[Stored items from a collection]
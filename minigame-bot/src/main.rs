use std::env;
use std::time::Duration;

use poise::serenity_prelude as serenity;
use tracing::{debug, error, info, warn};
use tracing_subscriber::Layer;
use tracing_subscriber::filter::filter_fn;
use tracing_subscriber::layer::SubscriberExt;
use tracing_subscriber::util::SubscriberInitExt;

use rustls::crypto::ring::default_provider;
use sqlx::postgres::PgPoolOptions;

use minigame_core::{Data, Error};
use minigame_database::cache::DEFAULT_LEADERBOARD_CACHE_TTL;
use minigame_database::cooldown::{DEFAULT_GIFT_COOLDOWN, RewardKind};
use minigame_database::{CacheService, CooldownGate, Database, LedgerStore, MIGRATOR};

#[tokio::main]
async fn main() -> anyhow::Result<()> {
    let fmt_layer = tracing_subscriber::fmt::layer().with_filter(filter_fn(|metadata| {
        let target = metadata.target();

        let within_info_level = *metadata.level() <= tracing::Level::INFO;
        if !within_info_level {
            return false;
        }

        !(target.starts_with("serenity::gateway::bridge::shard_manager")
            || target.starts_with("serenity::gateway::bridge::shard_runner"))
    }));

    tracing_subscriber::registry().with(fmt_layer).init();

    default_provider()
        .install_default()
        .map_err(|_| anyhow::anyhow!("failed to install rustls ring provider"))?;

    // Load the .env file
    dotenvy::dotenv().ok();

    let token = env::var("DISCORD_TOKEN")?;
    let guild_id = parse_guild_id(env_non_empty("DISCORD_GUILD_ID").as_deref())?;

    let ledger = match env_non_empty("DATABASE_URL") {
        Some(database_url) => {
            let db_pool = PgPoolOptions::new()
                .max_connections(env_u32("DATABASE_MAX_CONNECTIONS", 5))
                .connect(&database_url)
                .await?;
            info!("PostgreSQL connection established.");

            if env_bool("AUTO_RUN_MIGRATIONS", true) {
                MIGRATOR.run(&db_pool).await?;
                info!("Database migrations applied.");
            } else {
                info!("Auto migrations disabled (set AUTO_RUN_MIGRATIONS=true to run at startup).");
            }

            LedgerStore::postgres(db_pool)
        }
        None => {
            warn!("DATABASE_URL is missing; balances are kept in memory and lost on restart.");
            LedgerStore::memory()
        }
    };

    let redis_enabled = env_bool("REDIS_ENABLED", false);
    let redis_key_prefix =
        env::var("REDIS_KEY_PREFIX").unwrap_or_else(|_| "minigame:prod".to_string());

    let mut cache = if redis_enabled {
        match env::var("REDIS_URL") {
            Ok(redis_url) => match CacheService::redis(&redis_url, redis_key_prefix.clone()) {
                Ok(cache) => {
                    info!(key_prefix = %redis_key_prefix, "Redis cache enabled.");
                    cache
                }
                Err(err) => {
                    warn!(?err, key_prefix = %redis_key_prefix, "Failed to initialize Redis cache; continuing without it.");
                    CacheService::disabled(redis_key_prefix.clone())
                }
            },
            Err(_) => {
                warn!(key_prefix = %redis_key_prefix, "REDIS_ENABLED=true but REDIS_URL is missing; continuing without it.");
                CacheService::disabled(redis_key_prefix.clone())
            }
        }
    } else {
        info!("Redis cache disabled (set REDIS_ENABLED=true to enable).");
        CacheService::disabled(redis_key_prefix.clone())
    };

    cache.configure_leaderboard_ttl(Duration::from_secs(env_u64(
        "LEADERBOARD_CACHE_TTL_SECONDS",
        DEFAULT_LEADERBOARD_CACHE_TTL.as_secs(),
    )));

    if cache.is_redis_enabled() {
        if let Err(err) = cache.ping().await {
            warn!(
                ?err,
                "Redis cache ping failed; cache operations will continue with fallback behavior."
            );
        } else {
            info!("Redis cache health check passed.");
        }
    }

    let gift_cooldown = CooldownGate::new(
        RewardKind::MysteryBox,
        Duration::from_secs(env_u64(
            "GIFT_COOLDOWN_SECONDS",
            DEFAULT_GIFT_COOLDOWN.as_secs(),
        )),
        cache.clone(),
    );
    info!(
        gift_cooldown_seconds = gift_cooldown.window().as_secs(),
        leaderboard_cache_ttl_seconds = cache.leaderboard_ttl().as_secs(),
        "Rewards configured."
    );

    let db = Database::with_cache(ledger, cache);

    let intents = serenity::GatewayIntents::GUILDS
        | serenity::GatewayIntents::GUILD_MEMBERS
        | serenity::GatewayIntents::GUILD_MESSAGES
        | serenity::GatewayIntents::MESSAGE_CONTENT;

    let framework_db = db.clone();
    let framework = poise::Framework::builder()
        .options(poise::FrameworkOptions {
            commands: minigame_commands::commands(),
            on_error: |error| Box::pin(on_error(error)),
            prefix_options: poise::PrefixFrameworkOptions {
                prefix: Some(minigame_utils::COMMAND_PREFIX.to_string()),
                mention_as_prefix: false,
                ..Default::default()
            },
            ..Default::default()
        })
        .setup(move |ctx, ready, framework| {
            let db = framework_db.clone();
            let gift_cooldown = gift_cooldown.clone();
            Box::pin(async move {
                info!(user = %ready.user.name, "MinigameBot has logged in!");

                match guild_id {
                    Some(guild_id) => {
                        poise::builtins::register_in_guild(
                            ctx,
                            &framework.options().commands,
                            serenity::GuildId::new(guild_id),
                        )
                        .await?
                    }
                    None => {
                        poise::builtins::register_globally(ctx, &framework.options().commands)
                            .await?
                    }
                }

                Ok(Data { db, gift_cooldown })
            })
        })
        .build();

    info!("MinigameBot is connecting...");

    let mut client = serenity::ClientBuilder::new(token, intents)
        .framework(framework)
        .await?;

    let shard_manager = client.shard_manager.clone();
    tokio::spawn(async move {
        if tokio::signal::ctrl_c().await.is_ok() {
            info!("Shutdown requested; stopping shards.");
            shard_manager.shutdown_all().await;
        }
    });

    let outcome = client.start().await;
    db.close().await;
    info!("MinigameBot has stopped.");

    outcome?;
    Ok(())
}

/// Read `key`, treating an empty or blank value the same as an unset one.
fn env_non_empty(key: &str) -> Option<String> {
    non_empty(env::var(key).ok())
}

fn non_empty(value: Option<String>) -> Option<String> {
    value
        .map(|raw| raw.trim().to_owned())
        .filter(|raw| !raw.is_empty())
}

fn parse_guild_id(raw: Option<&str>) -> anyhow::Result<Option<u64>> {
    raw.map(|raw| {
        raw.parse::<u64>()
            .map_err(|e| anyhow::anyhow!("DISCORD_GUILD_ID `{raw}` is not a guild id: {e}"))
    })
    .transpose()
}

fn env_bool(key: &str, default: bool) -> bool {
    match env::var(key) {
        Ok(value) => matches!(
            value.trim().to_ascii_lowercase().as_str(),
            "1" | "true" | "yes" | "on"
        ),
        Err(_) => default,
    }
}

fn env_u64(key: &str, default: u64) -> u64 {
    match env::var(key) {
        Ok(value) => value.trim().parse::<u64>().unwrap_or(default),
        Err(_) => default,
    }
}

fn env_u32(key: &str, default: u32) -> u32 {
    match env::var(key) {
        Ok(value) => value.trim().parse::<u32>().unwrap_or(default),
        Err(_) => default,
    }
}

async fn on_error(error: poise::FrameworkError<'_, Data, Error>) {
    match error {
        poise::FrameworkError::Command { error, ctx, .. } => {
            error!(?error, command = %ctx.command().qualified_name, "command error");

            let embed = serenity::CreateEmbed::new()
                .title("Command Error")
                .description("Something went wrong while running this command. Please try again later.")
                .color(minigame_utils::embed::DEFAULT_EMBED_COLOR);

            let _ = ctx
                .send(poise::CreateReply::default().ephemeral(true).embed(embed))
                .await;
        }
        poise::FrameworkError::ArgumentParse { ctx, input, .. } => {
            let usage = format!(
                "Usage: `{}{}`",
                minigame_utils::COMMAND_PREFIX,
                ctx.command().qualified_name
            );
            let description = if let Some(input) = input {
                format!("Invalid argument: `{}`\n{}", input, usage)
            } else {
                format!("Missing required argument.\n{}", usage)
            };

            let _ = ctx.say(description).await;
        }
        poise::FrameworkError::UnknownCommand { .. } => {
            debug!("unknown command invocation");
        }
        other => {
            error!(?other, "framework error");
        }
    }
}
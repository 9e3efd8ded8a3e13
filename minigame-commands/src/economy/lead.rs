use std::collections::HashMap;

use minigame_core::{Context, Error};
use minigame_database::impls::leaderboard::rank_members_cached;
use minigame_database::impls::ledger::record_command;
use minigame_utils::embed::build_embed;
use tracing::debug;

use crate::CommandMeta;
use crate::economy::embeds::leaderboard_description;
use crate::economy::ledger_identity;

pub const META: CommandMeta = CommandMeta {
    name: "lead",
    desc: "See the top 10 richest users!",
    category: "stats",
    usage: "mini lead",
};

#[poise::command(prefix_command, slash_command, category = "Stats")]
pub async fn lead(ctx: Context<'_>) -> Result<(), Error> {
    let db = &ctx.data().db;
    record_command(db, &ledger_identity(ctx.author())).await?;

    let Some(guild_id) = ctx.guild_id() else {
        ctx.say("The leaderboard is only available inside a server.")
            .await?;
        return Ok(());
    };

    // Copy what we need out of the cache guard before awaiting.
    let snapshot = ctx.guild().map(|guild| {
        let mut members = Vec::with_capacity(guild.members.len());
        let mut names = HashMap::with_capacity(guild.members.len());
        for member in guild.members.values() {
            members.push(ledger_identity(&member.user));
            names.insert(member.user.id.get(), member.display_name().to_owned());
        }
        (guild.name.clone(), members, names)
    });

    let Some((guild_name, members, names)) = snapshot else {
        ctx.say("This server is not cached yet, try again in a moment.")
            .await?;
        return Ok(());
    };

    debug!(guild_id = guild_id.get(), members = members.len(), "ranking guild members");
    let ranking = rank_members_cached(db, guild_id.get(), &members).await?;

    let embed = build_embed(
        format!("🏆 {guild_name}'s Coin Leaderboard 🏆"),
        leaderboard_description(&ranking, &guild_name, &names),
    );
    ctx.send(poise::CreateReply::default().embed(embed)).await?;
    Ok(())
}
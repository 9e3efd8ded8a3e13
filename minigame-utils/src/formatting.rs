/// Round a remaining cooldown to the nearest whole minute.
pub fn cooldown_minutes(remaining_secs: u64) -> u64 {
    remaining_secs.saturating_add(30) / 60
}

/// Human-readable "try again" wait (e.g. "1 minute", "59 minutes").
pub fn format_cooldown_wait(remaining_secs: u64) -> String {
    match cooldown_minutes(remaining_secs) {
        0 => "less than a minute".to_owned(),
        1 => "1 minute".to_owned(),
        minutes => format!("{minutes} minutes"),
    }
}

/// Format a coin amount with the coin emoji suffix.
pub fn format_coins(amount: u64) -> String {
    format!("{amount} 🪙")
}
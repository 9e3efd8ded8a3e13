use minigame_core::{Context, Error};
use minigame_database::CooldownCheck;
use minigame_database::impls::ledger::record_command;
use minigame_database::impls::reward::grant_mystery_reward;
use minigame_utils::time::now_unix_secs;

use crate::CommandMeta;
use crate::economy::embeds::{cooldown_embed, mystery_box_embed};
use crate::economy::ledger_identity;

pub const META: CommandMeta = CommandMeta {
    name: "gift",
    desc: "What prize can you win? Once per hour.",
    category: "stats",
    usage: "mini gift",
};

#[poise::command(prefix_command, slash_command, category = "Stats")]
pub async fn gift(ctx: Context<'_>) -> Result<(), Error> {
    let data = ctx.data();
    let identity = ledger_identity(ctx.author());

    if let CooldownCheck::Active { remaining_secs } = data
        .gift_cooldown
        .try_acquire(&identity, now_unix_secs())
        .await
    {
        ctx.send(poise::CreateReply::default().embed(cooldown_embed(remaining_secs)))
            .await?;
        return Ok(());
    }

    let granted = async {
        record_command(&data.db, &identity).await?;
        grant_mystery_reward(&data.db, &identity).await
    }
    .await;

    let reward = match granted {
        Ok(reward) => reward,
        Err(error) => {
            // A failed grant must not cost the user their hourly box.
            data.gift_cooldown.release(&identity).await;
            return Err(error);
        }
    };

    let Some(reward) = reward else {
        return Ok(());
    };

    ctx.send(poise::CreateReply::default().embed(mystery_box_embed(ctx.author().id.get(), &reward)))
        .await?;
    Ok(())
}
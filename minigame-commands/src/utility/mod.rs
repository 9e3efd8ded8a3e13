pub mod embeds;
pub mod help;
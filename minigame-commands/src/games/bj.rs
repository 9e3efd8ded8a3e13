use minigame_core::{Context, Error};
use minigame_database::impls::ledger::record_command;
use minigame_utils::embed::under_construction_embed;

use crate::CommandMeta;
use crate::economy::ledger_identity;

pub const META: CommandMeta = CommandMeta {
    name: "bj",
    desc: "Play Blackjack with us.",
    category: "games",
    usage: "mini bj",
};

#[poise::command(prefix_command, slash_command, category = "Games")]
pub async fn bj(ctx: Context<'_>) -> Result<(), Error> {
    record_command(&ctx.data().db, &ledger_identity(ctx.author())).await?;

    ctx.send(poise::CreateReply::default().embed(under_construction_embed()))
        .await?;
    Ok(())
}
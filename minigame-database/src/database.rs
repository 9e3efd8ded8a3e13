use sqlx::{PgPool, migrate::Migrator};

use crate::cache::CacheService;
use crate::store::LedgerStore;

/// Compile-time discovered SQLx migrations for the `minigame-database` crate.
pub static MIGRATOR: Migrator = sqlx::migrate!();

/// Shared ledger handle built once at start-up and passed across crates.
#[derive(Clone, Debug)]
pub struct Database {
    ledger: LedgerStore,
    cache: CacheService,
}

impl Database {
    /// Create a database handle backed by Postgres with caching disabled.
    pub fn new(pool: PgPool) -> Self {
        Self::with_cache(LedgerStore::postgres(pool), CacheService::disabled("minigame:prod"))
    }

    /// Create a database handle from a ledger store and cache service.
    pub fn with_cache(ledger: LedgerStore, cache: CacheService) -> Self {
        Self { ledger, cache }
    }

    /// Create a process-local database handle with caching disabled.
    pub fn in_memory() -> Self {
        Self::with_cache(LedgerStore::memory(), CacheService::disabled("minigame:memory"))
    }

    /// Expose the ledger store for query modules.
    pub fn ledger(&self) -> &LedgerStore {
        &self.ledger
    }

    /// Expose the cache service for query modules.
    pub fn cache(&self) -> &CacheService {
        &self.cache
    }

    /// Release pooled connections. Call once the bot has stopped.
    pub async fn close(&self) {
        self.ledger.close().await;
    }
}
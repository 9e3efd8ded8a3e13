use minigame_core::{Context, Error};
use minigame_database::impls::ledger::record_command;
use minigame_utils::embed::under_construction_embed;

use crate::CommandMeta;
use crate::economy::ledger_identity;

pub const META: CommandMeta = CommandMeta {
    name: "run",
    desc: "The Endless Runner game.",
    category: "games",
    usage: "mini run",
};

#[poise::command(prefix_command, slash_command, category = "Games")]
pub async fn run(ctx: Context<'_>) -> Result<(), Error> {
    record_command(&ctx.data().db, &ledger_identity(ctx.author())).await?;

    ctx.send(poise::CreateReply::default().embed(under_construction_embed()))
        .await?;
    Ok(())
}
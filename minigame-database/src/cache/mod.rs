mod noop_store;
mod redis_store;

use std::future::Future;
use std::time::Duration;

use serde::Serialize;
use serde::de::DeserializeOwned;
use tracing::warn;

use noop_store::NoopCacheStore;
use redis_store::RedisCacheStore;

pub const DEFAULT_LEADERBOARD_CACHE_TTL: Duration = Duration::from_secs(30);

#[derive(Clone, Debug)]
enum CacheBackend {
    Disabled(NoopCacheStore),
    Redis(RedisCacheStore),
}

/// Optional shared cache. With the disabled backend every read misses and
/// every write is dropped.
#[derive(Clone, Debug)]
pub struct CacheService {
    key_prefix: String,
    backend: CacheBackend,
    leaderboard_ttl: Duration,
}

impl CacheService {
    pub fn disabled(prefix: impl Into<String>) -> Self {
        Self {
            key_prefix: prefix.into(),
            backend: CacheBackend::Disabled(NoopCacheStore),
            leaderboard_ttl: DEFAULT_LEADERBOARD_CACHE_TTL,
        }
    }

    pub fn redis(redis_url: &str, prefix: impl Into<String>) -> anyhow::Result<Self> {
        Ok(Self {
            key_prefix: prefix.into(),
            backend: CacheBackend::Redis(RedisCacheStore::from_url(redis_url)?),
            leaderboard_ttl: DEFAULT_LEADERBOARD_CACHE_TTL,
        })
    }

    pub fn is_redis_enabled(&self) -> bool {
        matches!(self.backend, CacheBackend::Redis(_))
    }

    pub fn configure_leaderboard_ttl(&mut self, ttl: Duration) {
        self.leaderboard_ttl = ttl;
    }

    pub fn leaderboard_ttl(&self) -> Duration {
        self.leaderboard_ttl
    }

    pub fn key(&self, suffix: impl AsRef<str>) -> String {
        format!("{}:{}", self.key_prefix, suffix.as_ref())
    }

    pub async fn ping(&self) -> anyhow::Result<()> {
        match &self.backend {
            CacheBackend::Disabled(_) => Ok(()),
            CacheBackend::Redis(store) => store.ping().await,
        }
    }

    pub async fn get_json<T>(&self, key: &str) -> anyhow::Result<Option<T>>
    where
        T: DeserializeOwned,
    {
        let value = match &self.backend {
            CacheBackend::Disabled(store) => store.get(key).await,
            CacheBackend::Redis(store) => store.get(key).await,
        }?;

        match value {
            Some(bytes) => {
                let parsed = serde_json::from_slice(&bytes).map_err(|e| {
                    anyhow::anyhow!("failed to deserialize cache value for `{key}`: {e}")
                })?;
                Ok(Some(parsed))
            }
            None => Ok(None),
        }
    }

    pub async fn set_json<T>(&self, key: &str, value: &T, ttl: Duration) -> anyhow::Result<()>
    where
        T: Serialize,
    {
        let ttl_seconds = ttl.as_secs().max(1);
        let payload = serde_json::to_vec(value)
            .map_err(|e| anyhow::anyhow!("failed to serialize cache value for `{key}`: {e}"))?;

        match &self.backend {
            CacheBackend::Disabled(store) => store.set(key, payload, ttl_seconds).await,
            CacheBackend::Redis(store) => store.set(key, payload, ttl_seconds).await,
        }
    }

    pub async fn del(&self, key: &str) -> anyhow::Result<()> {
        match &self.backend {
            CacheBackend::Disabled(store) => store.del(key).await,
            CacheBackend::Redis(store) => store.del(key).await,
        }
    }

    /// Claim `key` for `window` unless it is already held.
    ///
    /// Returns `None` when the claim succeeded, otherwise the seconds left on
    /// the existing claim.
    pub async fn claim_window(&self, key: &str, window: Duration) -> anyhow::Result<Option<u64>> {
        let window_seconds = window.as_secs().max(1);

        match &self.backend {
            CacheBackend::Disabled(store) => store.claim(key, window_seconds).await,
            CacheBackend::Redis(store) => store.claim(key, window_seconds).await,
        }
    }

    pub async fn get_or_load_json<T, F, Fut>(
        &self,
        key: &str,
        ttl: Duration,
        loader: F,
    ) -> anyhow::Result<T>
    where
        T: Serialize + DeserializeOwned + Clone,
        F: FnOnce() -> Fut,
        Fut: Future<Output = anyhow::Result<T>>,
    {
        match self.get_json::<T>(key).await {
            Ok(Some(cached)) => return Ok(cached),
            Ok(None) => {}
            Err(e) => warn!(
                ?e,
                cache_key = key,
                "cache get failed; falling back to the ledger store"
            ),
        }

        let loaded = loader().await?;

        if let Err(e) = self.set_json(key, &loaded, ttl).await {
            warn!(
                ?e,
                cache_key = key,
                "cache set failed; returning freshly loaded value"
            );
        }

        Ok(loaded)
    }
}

Work to be completed.
Please tally the lines above that contain "caching" and report nothing but the total.

Response for this exercise.
2